Court Opinion

ID: 6939697
Source: CourtListenerOpinion
Date Created: 2022-07-24 00:59:07.697085+00
Date Added: 2024-06-11T16:07:39.173336
License: Public Domain

RICHARDSON, P. J.
Appellants, successors in interest to a judgment creditor, appeal from the trial court’s order allowing respondents, the debtors’ successors, to redeem real property on which appellants had foreclosed and which they had purchased at the subsequent sheriffs sale. Appellants also contend that the court erred by denying their motion for an order directing issuance of a sheriffs deed to the property.
The parties agree that the 180-day period for the exercise of respondents’ redemption rights under ORS 23.560(1) expired on April 8,1991, and that respondents did not initiate the redemption process until at least one day after that. Respondents contend, however, that the delayed redemption was valid, because the sheriffs notice, given them pursuant to ORS 23.515, recited “YOU WILL LOSE THE RIGHT TO BUY BACK YOUR PROPERTY ON April 19, 1991.” The capitalized language and a blank are part of the form of notice prescribed by ORS 23.515(2). The date was filled in by the sheriff.
Respondents argue:
“It is true that April 7,1991, was 180 days from the date of the sheriffs sale and that because April 7 was a Sunday, April 8, 1991, would be the date redemption would expire under ORS 23.560(1). Nevertheless, as stated in ORS 174.020, ‘. . .When a general and particular provision are inconsistent, the latter is paramount to the former.’ The April l[9]th date provided by ORS 23.515 is much more specific than the general 180 day requirement provided under ORS 23.560(1). Therefore, [respondents’] redemption rights were to expire on April 19, 1991, not April 8, 1991.” (Emphasis respondents’.)
The principal and decisive problem with the argument is that there is no inconsistency between the statutes. ORS 23.515 is a notice provision, and it does not alter the redemption period or the redemption rights delineated in other statutes. The “inconsistency” is between the information inserted in the notice by the sheriff and the information that both statutes required it to contain. The notice form set out in ORS 23.515(2) — and the notice that respondents were in fact given — states, in part:
*383“The law that gives you the right to buy back your property is found in Oregon Revised Statutes 23.520 to 23.600. You must follow exactly the instructions provided there.”

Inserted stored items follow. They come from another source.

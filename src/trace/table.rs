//! Sample tables indexed by timestamp.
//!
//! A table owns every row of one record group for the duration of a report.
//! Rows keep input order; the timestamp index is not unique because each
//! sampling instant produces one row per process.

use std::fmt;

use anyhow::{bail, Result};
use chrono::NaiveDateTime;

use super::models::{CgroupField, CgroupSample, GroupKey, ProcessField, ProcessSample};
use crate::analyze::{bin_counts, Point};
use crate::error::ParseError;

/// Read access shared by the process and cgroup tables.
///
/// The chart renderer only sees tables through this trait, so it can chart
/// either record type with the same code.
pub trait SampleTable {
    /// Column selector; its `Display` form is used as the legend name.
    type Field: Copy + fmt::Display;

    fn len(&self) -> usize;

    fn is_empty(&self) -> bool {
        self.len() == 0
    }

    /// Timestamp of every row, in row order.
    fn timestamps(&self) -> Vec<NaiveDateTime>;

    /// `(timestamp, value)` of every row for a numeric field.
    fn points(&self, field: Self::Field) -> Result<Vec<Point>>;

    /// `(timestamp, key)` of every row for any field.
    fn keys(&self, field: Self::Field) -> Vec<(NaiveDateTime, GroupKey)>;

    /// Earliest and latest timestamp.
    fn time_range(&self) -> Option<(NaiveDateTime, NaiveDateTime)> {
        let stamps = self.timestamps();
        let min = stamps.iter().min()?;
        let max = stamps.iter().max()?;
        Some((*min, *max))
    }
}

/// Every process sample of one profiler file.
#[derive(Debug, Clone, Default, PartialEq)]
pub struct ProcessTable {
    rows: Vec<ProcessSample>,
}

impl ProcessTable {
    /// Map raw process lines into typed rows. The first failing line aborts
    /// the build.
    pub fn from_lines<S: AsRef<str>>(lines: &[S]) -> Result<Self, ParseError> {
        let rows = lines
            .iter()
            .enumerate()
            .map(|(idx, line)| ProcessSample::from_line(line.as_ref(), idx + 1))
            .collect::<Result<Vec<_>, _>>()?;
        Ok(Self { rows })
    }

    pub fn rows(&self) -> &[ProcessSample] {
        &self.rows
    }

    /// Row counts per read and write size bucket, in bucket order.
    pub fn size_bin_counts(&self) -> ([u64; 16], [u64; 16]) {
        (
            bin_counts(self.rows.iter().map(|r| r.rsize_bin)),
            bin_counts(self.rows.iter().map(|r| r.wsize_bin)),
        )
    }
}

impl SampleTable for ProcessTable {
    type Field = ProcessField;

    fn len(&self) -> usize {
        self.rows.len()
    }

    fn timestamps(&self) -> Vec<NaiveDateTime> {
        self.rows.iter().map(|r| r.timestamp).collect()
    }

    fn points(&self, field: ProcessField) -> Result<Vec<Point>> {
        let mut points = Vec::with_capacity(self.rows.len());
        for row in &self.rows {
            match row.value(field) {
                Some(v) => points.push((row.timestamp, v)),
                None => bail!("Process field {field} is not numeric"),
            }
        }
        Ok(points)
    }

    fn keys(&self, field: ProcessField) -> Vec<(NaiveDateTime, GroupKey)> {
        self.rows
            .iter()
            .map(|r| (r.timestamp, r.key(field)))
            .collect()
    }
}

/// Every cgroup sample of one profiler file.
#[derive(Debug, Clone, Default, PartialEq)]
pub struct CgroupTable {
    rows: Vec<CgroupSample>,
}

impl CgroupTable {
    pub fn from_lines<S: AsRef<str>>(lines: &[S]) -> Result<Self, ParseError> {
        let rows = lines
            .iter()
            .enumerate()
            .map(|(idx, line)| CgroupSample::from_line(line.as_ref(), idx + 1))
            .collect::<Result<Vec<_>, _>>()?;
        Ok(Self { rows })
    }

    pub fn rows(&self) -> &[CgroupSample] {
        &self.rows
    }
}

impl SampleTable for CgroupTable {
    type Field = CgroupField;

    fn len(&self) -> usize {
        self.rows.len()
    }

    fn timestamps(&self) -> Vec<NaiveDateTime> {
        self.rows.iter().map(|r| r.timestamp).collect()
    }

    fn points(&self, field: CgroupField) -> Result<Vec<Point>> {
        let mut points = Vec::with_capacity(self.rows.len());
        for row in &self.rows {
            match row.value(field) {
                Some(v) => points.push((row.timestamp, v)),
                None => bail!("Cgroup field {field} is not numeric"),
            }
        }
        Ok(points)
    }

    fn keys(&self, field: CgroupField) -> Vec<(NaiveDateTime, GroupKey)> {
        self.rows
            .iter()
            .map(|r| (r.timestamp, r.key(field)))
            .collect()
    }
}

It is settled law that neither a court nor a sheriff has authority to extend the statutory period for exercising redemption rights or, generally, to alter the requirements of the redemption statutes in other ways. Stamate v. Peterson, 250 Or 532, 444 P2d 30 (1968); Federal Land Bank of Spokane v. Glenn, 100 Or App 262, 265, n 3, 785 P2d 1069, rev den 310 Or 121 (1990); see also Director of Veterans’ Affairs v. Petersen, 308 Or 632, 784 P2d 1076 (1989). Respondents had no right to rely on the erroneous date in the notice.
Reversed and remanded with instructions to vacate order allowing redemption and to issue order directing issuance of sheriffs deed to appellants.